**Directions:**
In the entries that follow, how many lines include "Local"? Give the number and nothing else.

(Source records)

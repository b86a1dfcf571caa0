//! Frontend state types
//!
//! Panels never touch the session directly. They return [`AppAction`]s that
//! the app applies after the frame is laid out.

use std::collections::VecDeque;
use std::path::PathBuf;

use chrono::{DateTime, Local};

use crate::acquisition::RunEvent;
use crate::config::AppConfig;
use crate::error::MeterLogError;
use crate::view::{ViewBounds, ViewMode};

/// Number of status messages kept
pub const STATUS_HISTORY: usize = 200;

/// Actions any panel can emit
#[derive(Debug, Clone, PartialEq)]
pub enum AppAction {
    Start,
    Stop,
    Clear,
    SaveVisible,
    SetViewMode(ViewMode),
    SetManualBounds(ViewBounds),
    ShowStatistics(bool),
    ApplyConfig(Box<AppConfig>),
    RetryFinalization(PathBuf),
    RecoverOrphans,
}

#[derive(Debug, Clone, Copy, PartialEq, Eq)]
pub enum Severity {
    Info,
    Warning,
    Error,
}

#[derive(Debug, Clone)]
pub struct StatusMessage {
    pub time: DateTime<Local>,
    pub severity: Severity,
    pub text: String,
}

/// Rolling log of user-facing messages
#[derive(Debug, Default)]
pub struct StatusLog {
    messages: VecDeque<StatusMessage>,
}

impl StatusLog {
    pub fn push(&mut self, severity: Severity, text: impl Into<String>) {
        if self.messages.len() >= STATUS_HISTORY {
            self.messages.pop_front();
        }
        self.messages.push_back(StatusMessage {
            time: Local::now(),
            severity,
            text: text.into(),
        });
    }

    pub fn info(&mut self, text: impl Into<String>) {
        self.push(Severity::Info, text);
    }

    pub fn warn(&mut self, text: impl Into<String>) {
        self.push(Severity::Warning, text);
    }

    pub fn error(&mut self, text: impl Into<String>) {
        self.push(Severity::Error, text);
    }

    pub fn latest(&self) -> Option<&StatusMessage> {
        self.messages.back()
    }

    pub fn iter(&self) -> impl DoubleEndedIterator<Item = &StatusMessage> {
        self.messages.iter()
    }

    pub fn len(&self) -> usize {
        self.messages.len()
    }

    pub fn is_empty(&self) -> bool {
        self.messages.is_empty()
    }

    /// Record a failed operation, as a warning when the operation can carry on
    pub fn report(&mut self, what: &str, error: &MeterLogError) {
        let text = format!("{}: {}", what, error);
        if error.is_fatal() {
            tracing::error!("{}", text);
            self.error(text);
        } else {
            tracing::warn!("{}", text);
            self.warn(text);
        }
    }

    /// Record a controller event
    pub fn record(&mut self, event: &RunEvent) {
        match event {
            RunEvent::Started { stem, buffer } => match buffer {
                Some(path) => self.info(format!("Run {} started, buffering to {}", stem, path.display())),
                None => self.info(format!("Run {} started without persistence", stem)),
            },
            RunEvent::PersistenceDegraded(message) => {
                self.warn(format!("Persistence lost, run continues in memory: {}", message))
            }
            RunEvent::Stopped { reason, samples } => {
                self.info(format!("Run stopped ({:?}) after {} samples", reason, samples))
            }
            RunEvent::FinalizationStarted { buffer } => {
                self.info(format!("Writing report for {}", buffer.display()))
            }
            RunEvent::Finalized { report, rows, .. } => {
                self.info(format!("Report saved to {} ({} rows)", report.display(), rows))
            }
            RunEvent::FinalizationFailed { buffer, error } => self.error(format!(
                "Report failed, buffer kept at {}: {}",
                buffer.display(),
                error
            )),
        }
    }
}

#[cfg(test)]
mod tests {
    use super::*;
    use crate::error::DeviceError;
    use crate::types::StopReason;

    #[test]
    fn test_history_is_capped() {
        let mut log = StatusLog::default();
        for i in 0..(STATUS_HISTORY + 5) {
            log.info(format!("message {}", i));
        }
        assert_eq!(log.len(), STATUS_HISTORY);
        assert_eq!(
            log.latest().map(|m| m.text.as_str()),
            Some(format!("message {}", STATUS_HISTORY + 4).as_str())
        );
    }

    #[test]
    fn test_report_severity_follows_error_kind() {
        let mut log = StatusLog::default();
        log.report(
            "Reading failed",
            &MeterLogError::Measurement(DeviceError::ReadFailure("timeout".to_string())),
        );
        assert_eq!(log.latest().map(|m| m.severity), Some(Severity::Warning));

        log.report("Start failed", &MeterLogError::FinalizationInProgress);
        assert_eq!(log.latest().map(|m| m.severity), Some(Severity::Error));
        assert!(log
            .latest()
            .is_some_and(|m| m.text.starts_with("Start failed: ")));
    }

    #[test]
    fn test_failure_is_an_error() {
        let mut log = StatusLog::default();
        log.record(&RunEvent::Stopped {
            reason: StopReason::User,
            samples: 3,
        });
        log.record(&RunEvent::FinalizationFailed {
            buffer: PathBuf::from("m_0001.csv"),
            error: "disk full".to_string(),
        });
        assert_eq!(log.latest().map(|m| m.severity), Some(Severity::Error));
        assert!(log.latest().is_some_and(|m| m.text.contains("disk full")));
    }
}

**Answer to the exercise:**
3